What is a warm-up?
A thorough warm-up begins with exercises and stretches followed by more specific steps and movement combinations, that gradually build to cause perspiration without becoming out of breath. As muscles get warmer, they also become more flexible. The best muscle warmer is your own circulation, so the trick is to increase your blood flow by slowly exercising. In addition to tuning your body, this also cuts down on muscle soreness after exercise.
In her precise definition of the term ‘warm up’ Shelloch (1983) suggests:
Each class should include a section of continuous movement of 15 minutes or longer which uses large muscle groups and is of sufficient intensity to increase the internal body temperature by one or two degrees so that the dancer begins to perspire. This temperature elevation allows more efficient energy production to fuel muscle contraction, increases the flexibility of the tissue, allows for faster relaxation and contraction of muscle, and increases the rate of transmission of messages along the nerves.
‘Internal body temperature’
During summer, the differences between being warm and warming up are not always obvious. The sweat pouring down your face at the beginning of class may be caused by stress related to a new environment, a different teacher or the combination of other seemingly unrelated factors. A dancer might have a hot shower, apply liniment, put on woollen body tights, sit next to the heater and be convinced that he or she had warmed-up! (This is a sure sign of a short career.)

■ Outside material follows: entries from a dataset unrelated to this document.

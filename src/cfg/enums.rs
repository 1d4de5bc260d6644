// SPDX-License-Identifier: AGPL-3.0-or-later
// Copyright (C) 2012-2025 Andrei Maltsev

use core::fmt;

use serde::{Deserialize, Serialize};

/// Address family an LDP discovery/session instance operates over.
///
/// Mirrors the `af` parameter threaded through every socket and neighbor
/// lookup in the original C implementation (`AF_INET`/`AF_INET6`).
#[derive(Deserialize, Serialize, Debug, Clone, Copy, PartialEq, Eq, Hash)]
#[serde(rename_all = "lowercase")]
pub enum AddressFamily {
    Ipv4,
    Ipv6,
}

impl fmt::Display for AddressFamily {
    fn fmt(&self, f: &mut fmt::Formatter<'_>) -> fmt::Result {
        f.write_str(match self {
            AddressFamily::Ipv4 => "ipv4",
            AddressFamily::Ipv6 => "ipv6",
        })
    }
}

impl AddressFamily {
    pub fn of(addr: &std::net::IpAddr) -> Self {
        match addr {
            std::net::IpAddr::V4(_) => AddressFamily::Ipv4,
            std::net::IpAddr::V6(_) => AddressFamily::Ipv6,
        }
    }
}
// SPDX-License-Identifier: AGPL-3.0-or-later
// Copyright (C) 2012-2025 Andrei Maltsev

use bytes::{Buf, BufMut, Bytes, BytesMut};
use zerocopy::{FromBytes, IntoBytes};

use crate::{
    error::DecodeError,
    wire::{
        header::{
            HDR_DEAD_LEN, HDR_MIN_LEN, HDR_SIZE, LDP_VERSION, MSG_HDR_DEAD_LEN,
            MSG_HDR_SIZE, MsgHeader, PduHeader,
        },
        message::MessageType,
    },
};

/// One LDP message: header plus its still-opaque body. Parsing TLVs out of
/// `body` is a handler concern, not this codec's.
#[derive(Debug, Clone, PartialEq, Eq)]
pub struct Message {
    pub header: MsgHeader,
    pub body: Bytes,
}

impl Message {
    pub fn msg_type(&self) -> MessageType {
        MessageType::from_code(self.header.type_code())
    }

    pub fn encode(&self, buf: &mut BytesMut) {
        buf.put_slice(self.header.as_bytes());
        buf.put_slice(&self.body);
    }
}

/// A decoded LDP PDU: header plus zero or more messages.
#[derive(Debug, Clone, PartialEq, Eq)]
pub struct Pdu {
    pub header: PduHeader,
    pub messages: Vec<Message>,
}

impl Pdu {
    pub fn new(lsr_id: [u8; 4], label_space: u16) -> Self {
        Pdu {
            header: PduHeader::new(lsr_id, label_space),
            messages: Vec::new(),
        }
    }

    /// Determines whether `data` holds a complete PDU and, if so, its total
    /// size in bytes (header + messages). Mirrors the original's
    /// `session_get_pdu` length bookkeeping: the header is validated enough
    /// to trust its `length` field, but message bodies are not parsed yet.
    pub fn probe_size(data: &[u8], max_pdu_len: u16) -> Result<Option<usize>, DecodeError> {
        if data.len() < HDR_SIZE as usize + MSG_HDR_SIZE as usize {
            return Ok(None);
        }
        let hdr = PduHeader::read_from_bytes(&data[..HDR_SIZE as usize])
            .map_err(|_| DecodeError::ShortBuffer { have: data.len(), need: HDR_SIZE as usize })?;
        if hdr.version.get() != LDP_VERSION {
            return Err(DecodeError::BadVersion(hdr.version.get()));
        }
        let pdu_len = hdr.length.get();
        if pdu_len < HDR_MIN_LEN + MSG_HDR_SIZE || pdu_len > max_pdu_len {
            return Err(DecodeError::BadPduLength(pdu_len));
        }
        let total = pdu_len as usize + HDR_DEAD_LEN as usize;
        if data.len() < total {
            return Ok(None);
        }
        Ok(Some(total))
    }

    /// Decodes a buffer already known (via [`Pdu::probe_size`]) to hold
    /// exactly one complete PDU.
    pub fn decode(data: &[u8]) -> Result<Self, DecodeError> {
        let mut buf = Bytes::copy_from_slice(data);
        let hdr_bytes = buf.split_to(HDR_SIZE as usize);
        let header = PduHeader::read_from_bytes(&hdr_bytes)
            .map_err(|_| DecodeError::ShortBuffer { have: hdr_bytes.len(), need: HDR_SIZE as usize })?;

        let mut remaining = header.length.get() - HDR_MIN_LEN;
        let mut messages = Vec::new();
        while remaining >= MSG_HDR_SIZE {
            if buf.remaining() < MSG_HDR_SIZE as usize {
                return Err(DecodeError::BadMessageLength(remaining));
            }
            let msg_hdr_bytes = buf.copy_to_bytes(MSG_HDR_SIZE as usize);
            let msg_header = MsgHeader::read_from_bytes(&msg_hdr_bytes)
                .map_err(|_| DecodeError::ShortBuffer { have: msg_hdr_bytes.len(), need: MSG_HDR_SIZE as usize })?;
            let body_len = msg_header.msg_length.get().saturating_sub(MSG_HDR_DEAD_LEN);
            if buf.remaining() < body_len as usize {
                return Err(DecodeError::BadMessageLength(msg_header.msg_length.get()));
            }
            let body = buf.copy_to_bytes(body_len as usize);

            remaining = remaining.saturating_sub(MSG_HDR_SIZE + body_len);
            messages.push(Message { header: msg_header, body });
        }
        if remaining != 0 || buf.has_remaining() {
            return Err(DecodeError::BadPduLength(header.length.get()));
        }

        Ok(Pdu { header, messages })
    }

    pub fn encode(&self) -> BytesMut {
        let mut buf = BytesMut::new();
        buf.put_slice(self.header.as_bytes());
        for msg in &self.messages {
            msg.encode(&mut buf);
        }
        let pdu_len = buf.len() as u16 - HDR_DEAD_LEN;
        buf[2..4].copy_from_slice(&pdu_len.to_be_bytes());
        buf
    }
}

A thorough warm-up includes general preliminary mobility exercises and stretches followed by more specific steps, movements and combinations, initiated gradually and vigorous enough to cause perspiration without becoming out of breath.
Elements of a warm up
During warm-up blood flow increases to the muscles and decreases to the digestive organs. Hard or constant exercise increases blood flow and transfers warmth to the skin. This transition occurs with muscle activity and is necessary so that the exercise can continue for an extended period.
Psychological factors can also influence circulation, and this transition can begin before muscle activity. Fear and the adrenalin shock that follows, or mental exercises such as biofeedback, 1 yoga, meditation and autogenic training can also influence the circulation. Circulation and breathing stabilises after about 3–6 minutes of muscle activity
When you move, the volume of fluid and thickness of cartilage in the joints increases, which improves the joint's ability to absorb shock and prevents direct wear on the bones. Movement in the joint increases blood flow and raises the temperature, increasing elasticity in the joint's supporting tissue. This transition happens within 10 minutes of starting the movement and is almost completely gone 30 minutes after you complete the movement. So, if you have a 30 minute break, you must warm up again!
An increase in the muscle's temperature, which can be as low as 30°C when resting, improves the muscle's performance ability. To do hard exercise, muscle metabolism must begin, and it needs an increase in oxygen flow through the blood.
Nerve impulses travel faster in warm muscle and muscle viscosity is lower, making contraction easier and more efficient. The best temperature for the speed of chemical reactions and metabolism in muscle functioning is about 38.8°C to 39.4°C. The only efficient way for the muscle to reach this temperature is by exercising it.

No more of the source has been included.